[DESCRIPTION OF THE TASK] Reproduce the entries below, please. Keep every character the same.

Dataset entries:
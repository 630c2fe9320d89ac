//! Shared in-memory dataset behind every storage backend.
//!
//! [`StorageData`] is both the working set of [`MemoryStorage`] and the
//! top-level document [`JsonStorage`] serializes to disk, so the two backends
//! differ only in whether mutations are flushed to a file.
//!
//! [`MemoryStorage`]: crate::storage::MemoryStorage
//! [`JsonStorage`]: crate::storage::JsonStorage

use crate::domain::error::{Result, ShelterError};
use crate::domain::{AdoptionStatus, Listing, ShelterEvent};
use crate::storage::models::NewListing;
use serde::{Deserialize, Serialize};
use std::collections::{BTreeMap, BTreeSet};

/// Current version of the storage document format.
pub const STORAGE_VERSION: u32 = 1;

/// Catalog, events, favorites and registrations in one document.
///
/// # File Format
///
/// ```json
/// {
///   "version": 1,
///   "listings": [{ "id": "1", "category": "dog", "name": "Max", ... }],
///   "events": [{ "id": "1", "title": "Adoption fair", ... }],
///   "favorites": { "user-1": ["1", "4"] },
///   "registrations": { "1": ["user-1"] }
/// }
/// ```
#[derive(Debug, Clone, PartialEq, Eq, Serialize, Deserialize)]
pub struct StorageData {
    /// Version of the storage format for future migrations.
    pub version: u32,

    /// Animal listings in catalog order.
    #[serde(default)]
    pub listings: Vec<Listing>,

    /// Shelter events in publication order.
    #[serde(default)]
    pub events: Vec<ShelterEvent>,

    /// Favorite listing ids keyed by user id.
    #[serde(default)]
    pub favorites: BTreeMap<String, BTreeSet<String>>,

    /// Registered user ids keyed by event id.
    #[serde(default)]
    pub registrations: BTreeMap<String, BTreeSet<String>>,
}

impl Default for StorageData {
    fn default() -> Self {
        Self {
            version: STORAGE_VERSION,
            listings: Vec::new(),
            events: Vec::new(),
            favorites: BTreeMap::new(),
            registrations: BTreeMap::new(),
        }
    }
}

impl StorageData {
    #[must_use]
    pub fn with_catalog(listings: Vec<Listing>, events: Vec<ShelterEvent>) -> Self {
        Self {
            listings,
            events,
            ..Self::default()
        }
    }

    pub(crate) fn listing(&self, id: &str) -> Option<&Listing> {
        self.listings.iter().find(|l| l.id == id)
    }

    pub(crate) fn event(&self, id: &str) -> Option<&ShelterEvent> {
        self.events.iter().find(|e| e.id == id)
    }

    /// Advances a listing's adoption status.
    ///
    /// # Errors
    ///
    /// [`ShelterError::NotFound`] for an unknown id and
    /// [`ShelterError::InvalidTransition`] for anything but a forward step.
    pub(crate) fn set_listing_status(&mut self, id: &str, status: AdoptionStatus) -> Result<()> {
        let listing = self
            .listings
            .iter_mut()
            .find(|l| l.id == id)
            .ok_or_else(|| ShelterError::NotFound(format!("listing {id}")))?;

        if !listing.status.can_transition_to(status) {
            return Err(ShelterError::InvalidTransition {
                from: listing.status,
                to: status,
            });
        }

        listing.status = status;
        Ok(())
    }

    pub(crate) fn add_listing(&mut self, submission: NewListing, created_by: &str) -> Listing {
        let listing = submission.into_listing(created_by);
        self.listings.push(listing.clone());
        listing
    }

    /// Records whether `user_id` favorites `listing_id`. Idempotent.
    ///
    /// # Errors
    ///
    /// Returns [`ShelterError::NotFound`] if the listing does not exist.
    pub(crate) fn set_favorite(
        &mut self,
        user_id: &str,
        listing_id: &str,
        is_favorite: bool,
    ) -> Result<()> {
        if self.listing(listing_id).is_none() {
            return Err(ShelterError::NotFound(format!("listing {listing_id}")));
        }

        if is_favorite {
            self.favorites
                .entry(user_id.to_string())
                .or_default()
                .insert(listing_id.to_string());
        } else if let Some(ids) = self.favorites.get_mut(user_id) {
            ids.remove(listing_id);
            if ids.is_empty() {
                self.favorites.remove(user_id);
            }
        }
        Ok(())
    }

    pub(crate) fn is_favorite(&self, listing_id: &str, user_id: &str) -> bool {
        self.favorites
            .get(user_id)
            .is_some_and(|ids| ids.contains(listing_id))
    }

    /// Favorite ids for a user, in catalog order.
    pub(crate) fn favorite_ids(&self, user_id: &str) -> Vec<String> {
        self.listings
            .iter()
            .filter(|l| self.is_favorite(&l.id, user_id))
            .map(|l| l.id.clone())
            .collect()
    }

    /// Registers a user for an event. Re-registering is a no-op.
    ///
    /// A first registration bumps the published attendee count.
    ///
    /// # Errors
    ///
    /// Returns [`ShelterError::NotFound`] if the event does not exist.
    pub(crate) fn register_for_event(&mut self, event_id: &str, user_id: &str) -> Result<()> {
        let event = self
            .events
            .iter_mut()
            .find(|e| e.id == event_id)
            .ok_or_else(|| ShelterError::NotFound(format!("event {event_id}")))?;

        let newly_registered = self
            .registrations
            .entry(event_id.to_string())
            .or_default()
            .insert(user_id.to_string());

        if newly_registered {
            event.attendees = Some(event.attendees.unwrap_or(0).saturating_add(1));
        }
        Ok(())
    }

    pub(crate) fn is_registered(&self, event_id: &str, user_id: &str) -> bool {
        self.registrations
            .get(event_id)
            .is_some_and(|users| users.contains(user_id))
    }
}

#[cfg(test)]
mod tests {
    use super::*;
    use crate::domain::Category;

    fn data() -> StorageData {
        StorageData::with_catalog(
            vec![
                Listing::new("1", Category::Dog, "Max", ""),
                Listing::new("2", Category::Cat, "Luna", ""),
                Listing::new("3", Category::Other, "Bob", ""),
            ],
            vec![],
        )
    }

    #[test]
    fn favorites_come_back_in_catalog_order() {
        let mut d = data();
        d.set_favorite("u1", "3", true).unwrap();
        d.set_favorite("u1", "1", true).unwrap();
        assert_eq!(d.favorite_ids("u1"), vec!["1", "3"]);
        assert!(d.favorite_ids("u2").is_empty());
    }

    #[test]
    fn unfavoriting_last_listing_drops_user_entry() {
        let mut d = data();
        d.set_favorite("u1", "2", true).unwrap();
        d.set_favorite("u1", "2", false).unwrap();
        assert!(!d.is_favorite("2", "u1"));
        assert!(d.favorites.is_empty());
    }

    #[test]
    fn favoriting_unknown_listing_fails() {
        let mut d = data();
        assert!(matches!(
            d.set_favorite("u1", "404", true),
            Err(ShelterError::NotFound(_))
        ));
    }

    #[test]
    fn status_only_moves_forward() {
        let mut d = data();
        d.set_listing_status("1", AdoptionStatus::Pending).unwrap();
        let err = d.set_listing_status("1", AdoptionStatus::Available).unwrap_err();
        assert!(matches!(
            err,
            ShelterError::InvalidTransition {
                from: AdoptionStatus::Pending,
                to: AdoptionStatus::Available
            }
        ));
        d.set_listing_status("1", AdoptionStatus::Adopted).unwrap();
        assert_eq!(d.listing("1").unwrap().status, AdoptionStatus::Adopted);
    }
}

[COMPLETED EXERCISE]
repository 630c2fe9320d89ac
//! Shared in-memory dataset behind every storage backend.
//!
//! [`StorageData`] is both the working set of [`MemoryStorage`] and the
//! top-level document [`JsonStorage`] serializes to disk, so the two backends
//! differ only in whether mutations are flushed to a file.
//!
//! [`MemoryStorage`]: crate::storage::MemoryStorage
//! [`JsonStorage`]: crate::storage::JsonStorage

use crate::domain::error::{Result, ShelterError};
use crate::domain::{AdoptionStatus, Listing, ShelterEvent};
use crate::storage::models::NewListing;
use serde::{Deserialize, Serialize};
use std::collections::{BTreeMap, BTreeSet};

/// Current version of the storage document format.
pub const STORAGE_VERSION: u32 = 1;

/// Catalog, events, favorites and registrations in one document.
///
/// # File Format
///
/// ```json
/// {
///   "version": 1,
///   "listings": [{ "id": "1", "category": "dog", "name": "Max", ... }],
///   "events": [{ "id": "1", "title": "Adoption fair", ... }],
///   "favorites": { "user-1": ["1", "4"] },
///   "registrations": { "1": ["user-1"] }
/// }
/// ```
#[derive(Debug, Clone, PartialEq, Eq, Serialize, Deserialize)]
pub struct StorageData {
    /// Version of the storage format for future migrations.
    pub version: u32,

    /// Animal listings in catalog order.
    #[serde(default)]
    pub listings: Vec<Listing>,

    /// Shelter events in publication order.
    #[serde(default)]
    pub events: Vec<ShelterEvent>,

    /// Favorite listing ids keyed by user id.
    #[serde(default)]
    pub favorites: BTreeMap<String, BTreeSet<String>>,

    /// Registered user ids keyed by event id.
    #[serde(default)]
    pub registrations: BTreeMap<String, BTreeSet<String>>,
}

impl Default for StorageData {
    fn default() -> Self {
        Self {
            version: STORAGE_VERSION,
            listings: Vec::new(),
            events: Vec::new(),
            favorites: BTreeMap::new(),
            registrations: BTreeMap::new(),
        }
    }
}

impl StorageData {
    #[must_use]
    pub fn with_catalog(listings: Vec<Listing>, events: Vec<ShelterEvent>) -> Self {
        Self {
            listings,
            events,
            ..Self::default()
        }
    }

    pub(crate) fn listing(&self, id: &str) -> Option<&Listing> {
        self.listings.iter().find(|l| l.id == id)
    }

    pub(crate) fn event(&self, id: &str) -> Option<&ShelterEvent> {
        self.events.iter().find(|e| e.id == id)
    }

    /// Advances a listing's adoption status.
    ///
    /// # Errors
    ///
    /// [`ShelterError::NotFound`] for an unknown id and
    /// [`ShelterError::InvalidTransition`] for anything but a forward step.
    pub(crate) fn set_listing_status(&mut self, id: &str, status: AdoptionStatus) -> Result<()> {
        let listing = self
            .listings
            .iter_mut()
            .find(|l| l.id == id)
            .ok_or_else(|| ShelterError::NotFound(format!("listing {id}")))?;

        if !listing.status.can_transition_to(status) {
            return Err(ShelterError::InvalidTransition {
                from: listing.status,
                to: status,
            });
        }

        listing.status = status;
        Ok(())
    }

    pub(crate) fn add_listing(&mut self, submission: NewListing, created_by: &str) -> Listing {
        let listing = submission.into_listing(created_by);
        self.listings.push(listing.clone());
        listing
    }

    /// Records whether `user_id` favorites `listing_id`. Idempotent.
    ///
    /// # Errors
    ///
    /// Returns [`ShelterError::NotFound`] if the listing does not exist.
    pub(crate) fn set_favorite(
        &mut self,
        user_id: &str,
        listing_id: &str,
        is_favorite: bool,
    ) -> Result<()> {
        if self.listing(listing_id).is_none() {
            return Err(ShelterError::NotFound(format!("listing {listing_id}")));
        }

        if is_favorite {
            self.favorites
                .entry(user_id.to_string())
                .or_default()
                .insert(listing_id.to_string());
        } else if let Some(ids) = self.favorites.get_mut(user_id) {
            ids.remove(listing_id);
            if ids.is_empty() {
                self.favorites.remove(user_id);
            }
        }
        Ok(())
    }

    pub(crate) fn is_favorite(&self, listing_id: &str, user_id: &str) -> bool {
        self.favorites
            .get(user_id)
            .is_some_and(|ids| ids.contains(listing_id))
    }

    /// Favorite ids for a user, in catalog order.
    pub(crate) fn favorite_ids(&self, user_id: &str) -> Vec<String> {
        self.listings
            .iter()
            .filter(|l| self.is_favorite(&l.id, user_id))
            .map(|l| l.id.clone())
            .collect()
    }

    /// Registers a user for an event. Re-registering is a no-op.
    ///
    /// A first registration bumps the published attendee count.
    ///
    /// # Errors
    ///
    /// Returns [`ShelterError::NotFound`] if the event does not exist.
    pub(crate) fn register_for_event(&mut self, event_id: &str, user_id: &str) -> Result<()> {
        let event = self
            .events
            .iter_mut()
            .find(|e| e.id == event_id)
            .ok_or_else(|| ShelterError::NotFound(format!("event {event_id}")))?;

        let newly_registered = self
            .registrations
            .entry(event_id.to_string())
            .or_default()
            .insert(user_id.to_string());

        if newly_registered {
            event.attendees = Some(event.attendees.unwrap_or(0).saturating_add(1));
        }
        Ok(())
    }

    pub(crate) fn is_registered(&self, event_id: &str, user_id: &str) -> bool {
        self.registrations
            .get(event_id)
            .is_some_and(|users| users.contains(user_id))
    }
}

#[cfg(test)]
mod tests {
    use super::*;
    use crate::domain::Category;

    fn data() -> StorageData {
        StorageData::with_catalog(
            vec![
                Listing::new("1", Category::Dog, "Max", ""),
                Listing::new("2", Category::Cat, "Luna", ""),
                Listing::new("3", Category::Other, "Bob", ""),
            ],
            vec![],
        )
    }

    #[test]
    fn favorites_come_back_in_catalog_order() {
        let mut d = data();
        d.set_favorite("u1", "3", true).unwrap();
        d.set_favorite("u1", "1", true).unwrap();
        assert_eq!(d.favorite_ids("u1"), vec!["1", "3"]);
        assert!(d.favorite_ids("u2").is_empty());
    }

    #[test]
    fn unfavoriting_last_listing_drops_user_entry() {
        let mut d = data();
        d.set_favorite("u1", "2", true).unwrap();
        d.set_favorite("u1", "2", false).unwrap();
        assert!(!d.is_favorite("2", "u1"));
        assert!(d.favorites.is_empty());
    }

    #[test]
    fn favoriting_unknown_listing_fails() {
        let mut d = data();
        assert!(matches!(
            d.set_favorite("u1", "404", true),
            Err(ShelterError::NotFound(_))
        ));
    }

    #[test]
    fn status_only_moves_forward() {
        let mut d = data();
        d.set_listing_status("1", AdoptionStatus::Pending).unwrap();
        let err = d.set_listing_status("1", AdoptionStatus::Available).unwrap_err();
        assert!(matches!(
            err,
            ShelterError::InvalidTransition {
                from: AdoptionStatus::Pending,
                to: AdoptionStatus::Available
            }
        ));
        d.set_listing_status("1", AdoptionStatus::Adopted).unwrap();
        assert_eq!(d.listing("1").unwrap().status, AdoptionStatus::Adopted);
    }
}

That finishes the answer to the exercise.